The repository was created to present the workflow for the large scale whole genome sequencing data analysis including software, command and in-house scripts, which were eaxctly used in "A comprehensive genetic variant reference for the Chinese population from the whole-genome sequencing of 25,734 individuals". For more advising, and help requiring, please contact [email protected].
- Alignment
- Variant Calling based on short-reads
- Variant Calling based on long-reads
- Functional Annotation
- Population genetic analysis
- Statistical Analysis
- Reference panel construction and imputation performing
Alignment Pipeline scripts are available in the WGS_Pipeline directory.
-
- alignment.sh
- S01 bwa_mem_pipe
- BWA_MEM : Mapping DNA sequences against ref_grch38; Sambamba for sort and processing of NGS alignment formats; Samblaster for duplicate marking.
- S02 picard_merge_sam_files
- Picard : Merging multiple SAM and/or BAM files into a single file. If there is only one readset, skip this step.
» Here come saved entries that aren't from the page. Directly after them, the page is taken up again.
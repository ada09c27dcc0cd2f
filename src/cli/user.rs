//! todoshare user command implementations.

use crate::app::App;
use crate::cli::GlobalOptions;
use crate::error::Result;
use crate::model::User;
use crate::output::{emit_success, HumanOutput};

/// Options for `todoshare user add`
pub struct AddOptions {
    pub email: String,
    pub name: String,
    pub global: GlobalOptions,
}

/// Options for `todoshare user rename`
pub struct RenameOptions {
    pub name: String,
    pub global: GlobalOptions,
}

#[derive(serde::Serialize)]
struct UserListReport {
    total: usize,
    users: Vec<User>,
}

pub fn run_add(options: AddOptions) -> Result<()> {
    let app = App::open(options.global.data_dir.clone())?;
    let ctx = app.context();
    let user = app.users().add(&ctx, &options.email, &options.name)?;

    let mut human = HumanOutput::new(format!("todoshare user add: {}", user.email));
    human.push_summary("id", user.id.to_string());
    human.push_summary("name", user.name.clone());
    human.push_next_step(format!("todoshare actor set {}", user.email));

    emit_success(options.global.output(), "user add", &user, Some(&human))
}

pub fn run_list(global: GlobalOptions) -> Result<()> {
    let app = App::open(global.data_dir.clone())?;
    let ctx = app.context();
    let users = app.users().list(&ctx)?;

    let mut human = HumanOutput::new("Users");
    human.push_summary("Total", users.len().to_string());
    for user in &users {
        human.push_detail(format!("#{} {} <{}>", user.id, user.name, user.email));
    }
    if users.is_empty() {
        human.push_next_step("todoshare user add <email> --name <name>");
    }

    let report = UserListReport {
        total: users.len(),
        users,
    };
    emit_success(global.output(), "user list", &report, Some(&human))
}

pub fn run_rename(options: RenameOptions) -> Result<()> {
    let app = App::open(options.global.data_dir.clone())?;
    let ctx = app.context();
    let me = app.acting_user(&ctx, options.global.user.as_deref())?;
    let user = app.users().rename(&ctx, me.id, &options.name)?;

    let mut human = HumanOutput::new(format!("todoshare user rename: {}", user.name));
    human.push_summary("email", user.email.clone());

    emit_success(options.global.output(), "user rename", &user, Some(&human))
}
//! Rendering of command results.
//!
//! `--json` prints one envelope per invocation on stdout:
//! `{schema_version, command, status, data | error, warnings?, next_steps?}`.
//! Otherwise commands print a [`HumanOutput`] block and errors go to stderr as
//! `error:` / `hint:` lines.

use std::fmt;

use serde::Serialize;

use crate::error::{Error, Result};

pub const SCHEMA_VERSION: &str = "todoshare.v1";

/// Command groups whose subcommand is part of the reported command name.
const GROUPED_COMMANDS: &[&str] = &["user", "actor", "task", "category", "share"];

/// Global flags whose value is a separate argument.
const VALUE_FLAGS: &[&str] = &["--data-dir", "--user"];

#[derive(Debug, Clone, Copy)]
pub struct OutputOptions {
    pub json: bool,
    pub quiet: bool,
}

/// Human-readable result: a header line followed by optional titled sections.
#[derive(Debug, Clone, Default)]
pub struct HumanOutput {
    header: String,
    summary: Vec<(String, String)>,
    details: Vec<String>,
    warnings: Vec<String>,
    next_steps: Vec<String>,
}

impl HumanOutput {
    pub fn new(header: impl Into<String>) -> Self {
        Self {
            header: header.into(),
            ..Self::default()
        }
    }

    pub fn push_summary(&mut self, key: impl Into<String>, value: impl Into<String>) {
        self.summary.push((key.into(), value.into()));
    }

    pub fn push_detail(&mut self, line: impl Into<String>) {
        self.details.push(line.into());
    }

    pub fn push_warning(&mut self, line: impl Into<String>) {
        self.warnings.push(line.into());
    }

    pub fn push_next_step(&mut self, command: impl Into<String>) {
        self.next_steps.push(command.into());
    }
}

impl fmt::Display for HumanOutput {
    fn fmt(&self, f: &mut fmt::Formatter<'_>) -> fmt::Result {
        f.write_str(&self.header)?;

        let summary: Vec<String> = self
            .summary
            .iter()
            .map(|(key, value)| match value.as_str() {
                "" => key.clone(),
                value => format!("{key}: {value}"),
            })
            .collect();
        let sections = [
            ("Summary", &summary),
            ("Details", &self.details),
            ("Warnings", &self.warnings),
            ("Next steps", &self.next_steps),
        ];
        for (title, items) in sections {
            if items.is_empty() {
                continue;
            }
            write!(f, "\n\n{title}:")?;
            for item in items.iter() {
                write!(f, "\n- {item}")?;
            }
        }
        Ok(())
    }
}

pub fn format_human(output: &HumanOutput) -> String {
    output.to_string()
}

#[derive(Serialize)]
#[serde(rename_all = "lowercase")]
enum Outcome<'a, T: Serialize> {
    Data(&'a T),
    Error(ErrorBody),
}

#[derive(Serialize)]
struct ErrorBody {
    message: String,
    code: i32,
    kind: &'static str,
    #[serde(skip_serializing_if = "Option::is_none")]
    details: Option<serde_json::Value>,
}

#[derive(Serialize)]
struct Envelope<'a, T: Serialize> {
    schema_version: &'static str,
    command: &'a str,
    status: &'static str,
    #[serde(flatten)]
    outcome: Outcome<'a, T>,
    #[serde(skip_serializing_if = "<[String]>::is_empty")]
    warnings: &'a [String],
    #[serde(skip_serializing_if = "<[String]>::is_empty")]
    next_steps: &'a [String],
}

impl<T: Serialize> Envelope<'_, T> {
    fn print(&self) -> Result<()> {
        println!("{}", serde_json::to_string_pretty(self)?);
        Ok(())
    }
}

pub fn emit_success<T: Serialize>(
    options: OutputOptions,
    command: &str,
    data: &T,
    human: Option<&HumanOutput>,
) -> Result<()> {
    if options.json {
        let (warnings, next_steps) = human
            .map(|h| (h.warnings.as_slice(), h.next_steps.as_slice()))
            .unwrap_or_default();
        return Envelope {
            schema_version: SCHEMA_VERSION,
            command,
            status: "success",
            outcome: Outcome::Data(data),
            warnings,
            next_steps,
        }
        .print();
    }

    match human {
        Some(human) if !options.quiet => println!("{human}"),
        _ => {}
    }
    Ok(())
}

pub fn emit_error(command: &str, err: &Error, json: bool) -> Result<()> {
    let hint = error_hint(err);
    if !json {
        eprintln!("error: {err}");
        if let Some(hint) = hint {
            eprintln!("hint: {hint}");
        }
        return Ok(());
    }

    let next_steps: Vec<String> = hint.into_iter().collect();
    Envelope::<()> {
        schema_version: SCHEMA_VERSION,
        command,
        status: "error",
        outcome: Outcome::Error(ErrorBody {
            message: err.to_string(),
            code: err.exit_code(),
            kind: err.kind().as_str(),
            details: err.details(),
        }),
        warnings: &[],
        next_steps: &next_steps,
    }
    .print()
}

pub fn infer_command_name_from_args() -> String {
    infer_command_name(std::env::args().skip(1))
}

/// Command name for the envelope, e.g. `task new` or `board`.
pub fn infer_command_name(args: impl IntoIterator<Item = String>) -> String {
    let mut positional = Vec::with_capacity(2);
    let mut args = args.into_iter();
    while positional.len() < 2 {
        let Some(arg) = args.next() else { break };
        if VALUE_FLAGS.contains(&arg.as_str()) {
            args.next();
        } else if !arg.starts_with('-') {
            positional.push(arg);
        }
    }

    match positional.as_slice() {
        [] => "todoshare".to_string(),
        [group, sub] if GROUPED_COMMANDS.contains(&group.as_str()) => format!("{group} {sub}"),
        [command, ..] => command.clone(),
    }
}

fn error_hint(err: &Error) -> Option<String> {
    let hint = match err {
        Error::UserNotFound(_) => "todoshare user list".to_string(),
        Error::CategoryNotFound(_) | Error::Forbidden(_) => "todoshare category list".to_string(),
        Error::CategoryForbidden(id) | Error::NoWritePermission(id) => {
            format!("todoshare category perm {id}")
        }
        Error::ShareNotFound { category_id, .. } | Error::ShareAlreadyExists { category_id, .. } => {
            format!("todoshare share list {category_id}")
        }
        Error::CategoryRequired => "todoshare task new <title> --category <name>".to_string(),
        Error::InvalidConfig(_) => "fix config.toml in the data directory then retry".to_string(),
        Error::Timeout { .. } | Error::LockFailed(_) => {
            "retry, or raise [operations] timeout_ms in config.toml".to_string()
        }
        _ => return None,
    };
    Some(hint)
}

#[cfg(test)]
mod tests {
    use super::*;

    fn args(raw: &[&str]) -> Vec<String> {
        raw.iter().map(|s| s.to_string()).collect()
    }

    #[test]
    fn command_name_includes_group_subcommand() {
        assert_eq!(infer_command_name(args(&["--json", "task", "new", "x"])), "task new");
        assert_eq!(infer_command_name(args(&["board"])), "board");
        assert_eq!(
            infer_command_name(args(&["--data-dir", "/tmp/x", "--user", "a@b.c", "share", "rm"])),
            "share rm"
        );
        assert_eq!(infer_command_name(args(&["--user=a@b.c", "board"])), "board");
        assert_eq!(infer_command_name(args(&["share"])), "share");
        assert_eq!(infer_command_name(args(&[])), "todoshare");
    }

    #[test]
    fn human_output_sections() {
        let mut out = HumanOutput::new("todoshare task new: created #1");
        out.push_summary("category", "Work");
        out.push_summary("archived", "");
        out.push_next_step("todoshare task show 1");
        let text = format_human(&out);
        assert!(text.starts_with("todoshare task new: created #1\n\nSummary:"));
        assert!(text.contains("Summary:\n- category: Work\n- archived"));
        assert!(text.ends_with("Next steps:\n- todoshare task show 1"));
    }

    #[test]
    fn envelope_flattens_data_and_error() {
        let data = serde_json::json!({ "id": 3 });
        let success = Envelope {
            schema_version: SCHEMA_VERSION,
            command: "task show",
            status: "success",
            outcome: Outcome::Data(&data),
            warnings: &[],
            next_steps: &[],
        };
        let value = serde_json::to_value(&success).unwrap();
        assert_eq!(value["data"]["id"], 3);
        assert!(value.get("error").is_none());
        assert!(value.get("warnings").is_none());

        let err = Error::CategoryForbidden(4);
        let failure = Envelope::<()> {
            schema_version: SCHEMA_VERSION,
            command: "share add",
            status: "error",
            outcome: Outcome::Error(ErrorBody {
                message: err.to_string(),
                code: err.exit_code(),
                kind: err.kind().as_str(),
                details: err.details(),
            }),
            warnings: &[],
            next_steps: &[error_hint(&err).unwrap()],
        };
        let value = serde_json::to_value(&failure).unwrap();
        assert_eq!(value["error"]["kind"], "forbidden");
        assert_eq!(value["error"]["details"]["category_id"], 4);
        assert_eq!(value["next_steps"][0], "todoshare category perm 4");
        assert!(value.get("data").is_none());
    }
}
- S03 gatk4_recalibration_by_chr
- GATK4-BaseRecalibrator: Base quality score recalibration.
-
- qc.sh
- S01 fastqc_qc
- FastQC: Quality control checks on raw sequence data coming from high throughput sequencing pipelines.
- S02 qualimap_bamqc
- Qualimap :Quality control of alignment sequencing data.
- S03 verify_bam_id
- VerifyBamID2 : Detecting and estimating inter-sample DNA contamination.
Long-reads Alignment Pipeline scripts ara available in ONT_Pipeline directory
-
- QC.sh
- S01 Base calling using guppy
- Guppy: Basecalling,filtering of low quality reads and clippiing of Oxford Nanopore adapters.
-
- Mmosdepth: Fast BAM/CRAM depth calculation tools for types of sequencing.
- S01 mapping reads to reference genome usign minimap2
- minimap2: Sequence alignment program that aligns DNA or mRNA sequences against a large reference database.
- S02 evaluation of mapping quality using nanoplot
- NanoPlot: Plotting tool for long read sequencing data and alignment.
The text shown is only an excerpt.